◆ TO DO ◆
Please find the lines in the entries below that contain the word "Deserialize", and copy each one.

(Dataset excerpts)
:::::
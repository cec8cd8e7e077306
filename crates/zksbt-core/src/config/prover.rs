use serde::{Deserialize, Serialize};
use std::path::{Path, PathBuf};
use zksbt_types::ZksbtResult;

use crate::proof::{CircuitArtifact, VerificationKey};

/// Compiled circuits. The membership circuit is proved by holders; the
/// identity circuit backs proof-key requests and is verified by the backend.
#[derive(Clone, Debug, Serialize, Deserialize)]
#[serde(default)]
pub struct ProverConfig {
    pub wasm_path: PathBuf,
    pub zkey_path: PathBuf,
    pub identity_wasm_path: PathBuf,
    pub identity_zkey_path: PathBuf,
    pub identity_verification_key_path: PathBuf,
}

impl Default for ProverConfig {
    fn default() -> Self {
        Self::in_dir(Path::new("circuits"))
    }
}

impl ProverConfig {
    /// The standard file names under one directory.
    pub fn in_dir(dir: &Path) -> Self {
        Self {
            wasm_path: dir.join("semaphore.wasm"),
            zkey_path: dir.join("semaphore.zkey"),
            identity_wasm_path: dir.join("identity.wasm"),
            identity_zkey_path: dir.join("identity.zkey"),
            identity_verification_key_path: dir.join("identity_verification_key.json"),
        }
    }

    pub fn artifact(&self) -> CircuitArtifact {
        CircuitArtifact {
            wasm_path: self.wasm_path.clone(),
            zkey_path: self.zkey_path.clone(),
        }
    }

    pub fn identity_artifact(&self) -> CircuitArtifact {
        CircuitArtifact {
            wasm_path: self.identity_wasm_path.clone(),
            zkey_path: self.identity_zkey_path.clone(),
        }
    }

    pub fn load_identity_verification_key(&self) -> ZksbtResult<VerificationKey> {
        VerificationKey::load(&self.identity_verification_key_path)
    }
}
mod reconstruct;
mod tree;

pub use reconstruct::{EventStream, GroupReconstructor, MerkleGroup};
pub use tree::{empty_root, IncrementalMerkleTree, MerkleProof, MAX_TREE_DEPTH};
:::::
◆ FINISHED EXERCISE ◆
use serde::{Deserialize, Serialize};
#[derive(Clone, Debug, Serialize, Deserialize)]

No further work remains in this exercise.